Processo nº 6021.2021/0026025-0

INTERESSADAS: Maria Cecília Kalil Beyruti e outra

ASSUNTO: Retificação extrajudicial de registro. Protocolo n. 674.450 - 9° RI.

Informação n. 331/2022 - PGM-AJC

PROCURADORIA GERAL DO MUNICÍPIO

COORDENADORIA GERAL DO CONSULTIVO

Senhor Coordenador Geral

Trata o presente de pedido de retificação de registro formulado ao 9° Registro de Imóveis por Maria Cecília Kalil Beyruti e outra, relativo ao imóvel situado na Avenida Celso Garcia, n. 3117 e 3153, Tatuapé (doc. 037093447).

A Seção Técnica de Engenharia de DEMAP (DEMAP-31) identificou possível interferência entre o imóvel retificando e faixa de servidão do Córrego Tatuapé, o qual separa o imóvel retificando do arruamento lindeiro, em cuja planta está demarcada tal faixa (doc. 047990467 e 047990509).

Por isso, DEMAP-13 apresentou impugnação ao pedido (doc. 048128933).

No entanto, as requerentes observaram que nunca houve instituição de faixa de servidão em relação a seu imóvel e que a área proposta coincide com aquela descrita para fins de IPTU. Por isso, pleitearam a rejeição da impugnação municipal (doc. 050850697).

Diante disso, foi proposta a realização de estudo de domínio (doc. 052719160), acolhida pela Diretoria de DEMAP (doc. 052748780).

O estudo de domínio concluiu que há uma faixa doada formalmente à Municipalidade do outro lado do córrego. Em relação a essa faixa haveria uma interferência, conforme apontado pela Assistência Técnica do Gabinete (doc. 056279297), mas mais restrita que aquela apontada por DEMAP-31. Apontou-se, ainda, um deslocamento da posição do córrego configurado no arruamento em direção à área retificanda, ocorrida de modo natural, que não corresponderia à hipótese do art. 27 do Código de Águas (doc. 056819760 e 056876127).

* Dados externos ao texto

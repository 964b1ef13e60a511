// MIT License
//
// Copyright (c) 2019 Lukas Lueg (lukas.lueg@gmail.com)
//
// Permission is hereby granted, free of charge, to any person obtaining a copy
// of this software and associated documentation files (the "Software"), to deal
// in the Software without restriction, including without limitation the rights
// to use, copy, modify, merge, publish, distribute, sublicense, and/or sell
// copies of the Software, and to permit persons to whom the Software is
// furnished to do so, subject to the following conditions:
//
// The above copyright notice and this permission notice shall be included in all
// copies or substantial portions of the Software.
//
// THE SOFTWARE IS PROVIDED "AS IS", WITHOUT WARRANTY OF ANY KIND, EXPRESS OR
// IMPLIED, INCLUDING BUT NOT LIMITED TO THE WARRANTIES OF MERCHANTABILITY,
// FITNESS FOR A PARTICULAR PURPOSE AND NONINFRINGEMENT. IN NO EVENT SHALL THE
// AUTHORS OR COPYRIGHT HOLDERS BE LIABLE FOR ANY CLAIM, DAMAGES OR OTHER
// LIABILITY, WHETHER IN AN ACTION OF CONTRACT, TORT OR OTHERWISE, ARISING FROM,
// OUT OF OR IN CONNECTION WITH THE SOFTWARE OR THE USE OR OTHER DEALINGS IN THE
// SOFTWARE.

//! `abi_codec` compiles a declarative field schema into a typed pack/unpack codec for
//! C-ABI-compatible records, so callers crossing an FFI boundary can describe a struct once and
//! get byte-exact encoding and decoding in both directions.
//!
//! A [`schema::Schema`] is built at runtime from a list of [`field::FieldDef`]s via
//! [`schema::SchemaBuilder`], then compiled once with `.build()`. The result is immutable,
//! `Send + Sync`, and safe to share across threads; compile a schema once at startup and reuse it
//! for every `pack`/`unpack` call.
//!
//! ```
//! use abi_codec::field::FieldDef;
//! use abi_codec::pack::PackOptions;
//! use abi_codec::primitive::PrimitiveKind;
//! use abi_codec::schema::SchemaBuilder;
//! use abi_codec::unpack::UnpackOptions;
//! use abi_codec::value::{Object, Value};
//!
//! let schema = SchemaBuilder::new("Point")
//!     .field(FieldDef::new("x", abi_codec::field::FieldKind::Primitive(PrimitiveKind::I32)))
//!     .field(FieldDef::new("y", abi_codec::field::FieldKind::Primitive(PrimitiveKind::I32)))
//!     .build()
//!     .unwrap();
//!
//! let mut input = Object::new();
//! input.insert("x".to_owned(), Value::Int(3));
//! input.insert("y".to_owned(), Value::Int(-7));
//!
//! let packed = schema.pack(&Value::Object(input), PackOptions::default()).unwrap();
//! let decoded = schema.unpack(&packed.bytes, UnpackOptions::default()).unwrap();
//! assert_eq!(decoded.as_object().unwrap().get("x").unwrap().as_i64(), Some(3));
//! ```
//!
//! # Absent, null and zero
//!
//! A field key missing from the input [`value::Object`], a field present with [`value::Value::Null`],
//! and a field present with a zero-valued primitive are three distinct states. Losing this
//! distinction on the wire requires [`schema::SchemaBuilder::tag_after_payload`]; without it,
//! an absent optional field round-trips as its zero value, same as C would see it.
//!
//! # External collaborators
//!
//! The engine never dereferences memory on its own behalf except through the pluggable
//! [`host::HostOps`] trait (`address_of`/`read_bytes`), which [`host::NativeHost`] implements
//! with raw pointer arithmetic. Everything else in this crate is safe code.
//!
//! # Concurrency
//!
//! [`schema::Schema`] is immutable after [`schema::SchemaBuilder::build`] and implements
//! `Send + Sync`; compiling it once and sharing it behind an `Arc` across worker threads is the
//! expected usage pattern. `pack`/`unpack` take `&self` and touch no shared mutable state.

pub mod alloc;
pub mod describe;
pub mod enum_def;
pub mod error;
pub mod field;
pub mod host;
pub mod pack;
pub mod primitive;
pub mod schema;
pub mod unpack;
pub mod value;

pub use error::CodecError;
pub use field::{FieldDef, FieldKind, ValidationContext};
pub use host::{HostOps, NativeHost};
pub use pack::{PackOptions, PackedBuffer};
pub use schema::{Schema, SchemaBuilder};
pub use unpack::UnpackOptions;
pub use value::{Object, Value};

A Diretoria de DEMAP observou, contudo, que não poderia haver interferência com a faixa doada à Municipalidade, porquanto a alteração do posicionamento do córrego teria implicado efetivamente a diminuição dessa faixa, em benefício do imóvel retificando. Por outro lado, não seria possível apontar interferência com o talude, conforme feito pela Assistência Técnica, em certo trecho, pois não houve retificação do curso d'água pela Municipalidade (doc. 057946981).

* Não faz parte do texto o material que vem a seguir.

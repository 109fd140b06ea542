//! Enroll, verify and remove a tag

use doorlink::{Board, TagId};

#[tokio::main]
async fn main() -> anyhow::Result<()> {
    tracing_subscriber::fmt()
        .with_max_level(tracing::Level::INFO)
        .init();

    let ip = std::env::var("BOARD_IP").unwrap_or_else(|_| "192.168.1.200".to_string());
    let serial = std::env::var("BOARD_SERIAL")
        .unwrap_or_else(|_| "00E04C01".to_string())
        .parse()?;

    let mut board = Board::new(ip, 60000, serial);

    // The tag as reported by the RFID scanner
    let tag = TagId::from_scanner(10978235)?;
    println!("Going to work with tag {}", tag);

    if board.add_user(tag).await? {
        println!("✓ Enrolled");
    } else {
        println!("✗ Board rejected the add");
    }

    match board.get_user(tag).await? {
        Some(user) => println!("✓ On the board: {}", user),
        None => println!("✗ Not on the board"),
    }

    if board.delete_user(tag).await? {
        println!("✓ Removed");
    }

    Ok(())
}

É o relatório do essencial.

Não há reparos a serem feitos às conclusões alcançadas pela Diretoria de DEMAP.

Conforme detalhadamente demonstrado por esta Assessoria no parecer objeto da Ementa n. 11.805 -PGM.AJC, os terrenos delimitados por curso d'água podem ter suas divisas alteradas em caso de aluvião, diferentemente do que ocorre quando se trata de abandono de álveo. No mesmo parecer, foi indicada a distinção doutrinária entre essas figuras de acessão, correspondente ao modo e tempo de um e outro acontecimento, já que na aluvião imprópria a água não abandona seu leito, mas se dirige, ora para um lado, ora para outro, ao passo que no abandono de álveo a água deixa seu leito original para correr em lugar distinto e separado.

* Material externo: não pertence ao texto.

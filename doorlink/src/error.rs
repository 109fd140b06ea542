//! High-level error types

pub type Result<T> = std::result::Result<T, Error>;

#[derive(Debug, thiserror::Error)]
pub enum Error {
    #[error("Protocol codec error: {0}")]
    Core(#[from] doorlink_core::Error),

    #[error("Transport error: {0}")]
    Transport(#[from] doorlink_transport::Error),

    #[error("Type error: {0}")]
    Types(#[from] doorlink_types::Error),

    #[error("Invalid response from board: {0}")]
    InvalidResponse(String),
}

impl Error {
    /// Whether retransmitting the transaction might succeed.
    pub fn is_retriable(&self) -> bool {
        matches!(self, Self::Transport(e) if e.is_retriable())
    }
}
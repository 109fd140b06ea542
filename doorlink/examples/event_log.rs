//! Dump the most recent access events from the board

use doorlink::Board;

#[tokio::main]
async fn main() -> anyhow::Result<()> {
    // Initialize logging
    tracing_subscriber::fmt()
        .with_max_level(tracing::Level::DEBUG)
        .init();

    // Change to your board's address and serial number
    let ip = std::env::var("BOARD_IP").unwrap_or_else(|_| "192.168.1.200".to_string());
    let port = std::env::var("BOARD_PORT")
        .ok()
        .and_then(|p| p.parse().ok())
        .unwrap_or(60000);
    let serial = std::env::var("BOARD_SERIAL")
        .unwrap_or_else(|_| "00E04C01".to_string())
        .parse()?;

    let mut board = Board::new(ip, port, serial);

    let total = board.event_count().await?;
    println!("Events on the board: {}", total);

    for record in board.access_list(6).await? {
        let when = record
            .timestamp_parsed()
            .map(|ts| ts.to_string())
            .unwrap_or_else(|_| record.timestamp.clone());

        println!(
            "#{}\t{}\tdoor 0x{:02x}\ttag {}{}\t{}",
            record.index,
            if record.access_granted { "granted" } else { "denied" },
            record.door_id,
            record.tag_serial,
            if record.is_keypad_entry() { " (keypad)" } else { "" },
            when
        );
    }

    Ok(())
}
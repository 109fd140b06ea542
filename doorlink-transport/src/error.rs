//! Transport errors

use std::io;

pub type Result<T> = std::result::Result<T, Error>;

#[derive(Debug, thiserror::Error)]
pub enum Error {
    #[error("Read timeout")]
    ReadTimeout,

    #[error("Empty response from device")]
    EmptyResponse,

    #[error("I/O error: {0}")]
    Io(#[from] io::Error),

    #[error("Invalid address: {0}")]
    InvalidAddress(String),
}

impl Error {
    /// Whether a retransmission of the same frame might succeed.
    ///
    /// The datagram transport is unreliable and this layer never
    /// retries on its own; the caller decides what to do with a
    /// retriable failure.
    pub fn is_retriable(&self) -> bool {
        matches!(self, Self::ReadTimeout | Self::EmptyResponse | Self::Io(_))
    }
}
//! # doorlink-core
//!
//! Codec for the access-control board's binary command protocol.
//!
//! This crate provides the low-level protocol primitives:
//! - Fixed 64-byte frame construction and header parsing
//! - Byte-order transform over hex text
//! - Tag number representation conversions
//! - Per-operation payload builders and response parsers
//!
//! Frames are assembled and sliced as hex text (the protocol mixes
//! binary fields with literal digit characters) and only decoded to raw
//! bytes at the transport boundary.

pub mod clock;
pub mod constants;
pub mod error;
pub mod event;
pub mod frame;
pub mod hexstr;
pub mod tag;
pub mod user;
pub mod verb;

pub use error::{Error, Result};
pub use frame::{Frame, Prelude, Response, SerialNumber};
pub use tag::TagId;
pub use verb::Verb;

pub use constants::{FRAME_SIZE, LATEST_EVENT, PREAMBLE};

No caso presente, as informações técnicas parecem efetivamente caracterizar um caso de aluvião, com mudanças ligeiras na posição do curso d'água ao longo de décadas. Por outro lado, não há elemento algum nos autos que possa indicar a existência de abandono de álveo no trecho em análise. Tampouco se mostra possível cogitar a existência de avulsão, pois não há noticia de que tenha havido deslocamento abrupto de terras no local.

Portanto, com a alteração do traçado do córrego, por força de aluvião, de acordo com a linha desenvolvida no parecer acima referido (Ementa n. 11.805 - PGM.AJC), já não se pode afirmar que os limites da propriedade pública sejam aqueles constantes da planta de parcelamento do solo, de onde se originou a doação da área, mesmo supondo que essa planta tenha representado, na época, o real posicionamento do curso d'água - o que não parece ter ocorrido, dada a divergência com o levantamento VASP-Cruzeiro (doc. 057508451).

De fato, embora os bens públicos sejam imunes a usucapião, estão eles sujeitos aos efeitos de outros institutos jurídicos capazes de alterar os limites da propriedade imobiliária, como é o caso da aluvião. Dessa sorte, não parece possível continuar a sustentar que as divisas do bem municipal sejam as que constaram originalmente da planta de loteamento, que nortearam a doação, mas sim aquelas que decorreram das modificações proporcionadas por essa forma de acessão.

Dessa sorte, a faixa municipal continua sendo aquela que se situa entre os lotes previstos na planta do loteamento e o córrego - este considerado, entretanto, em sua posição atual. Não pretendendo as requerentes incorporar ao seu imóvel trechos situados do outro lado do córrego, segundo seu posicionamento atual, mostra-se inviável a existência de interferência com o bem municipal.

Vale notar, ainda, que não seria possível a existência de uma faixa municipal, acessória à corrente, que decorresse somente de lei. De fato, há entendimento (cf. p.a. n. 1981-0.002.729-3, fls. 118/119) no sentido de que as faixas reservadas referidas pela legislação específica (Código de Águas, art. 11, § 2°) eram entendidas como devolutas pela legislação estadual (Decreto n. 343/1896, art. 24, § 9°; Decreto n. 734/1900, art. 2°, § 11; Decreto n. 5133/1931, art. 1°, IV; Decreto n. 6473/1934, art. 1°, III) e que, nessa qualidade, tais terrenos foram transferidos ao Município por leis de organização municipal (n. 16, de 13.11.1891, art. 38, § 1°; n. 1038, de 19.01.1906, art. 19, § 1°; n. 2484, de 16.12.1935, art. 124, parágrafo único e n. 1, de 18.09.1947, art. 111, §§ 1° e 2°). No entanto, as faixas reservadas somente existem em relação a correntes públicas, não havendo notícia de que o córrego em questão tenha essa natureza.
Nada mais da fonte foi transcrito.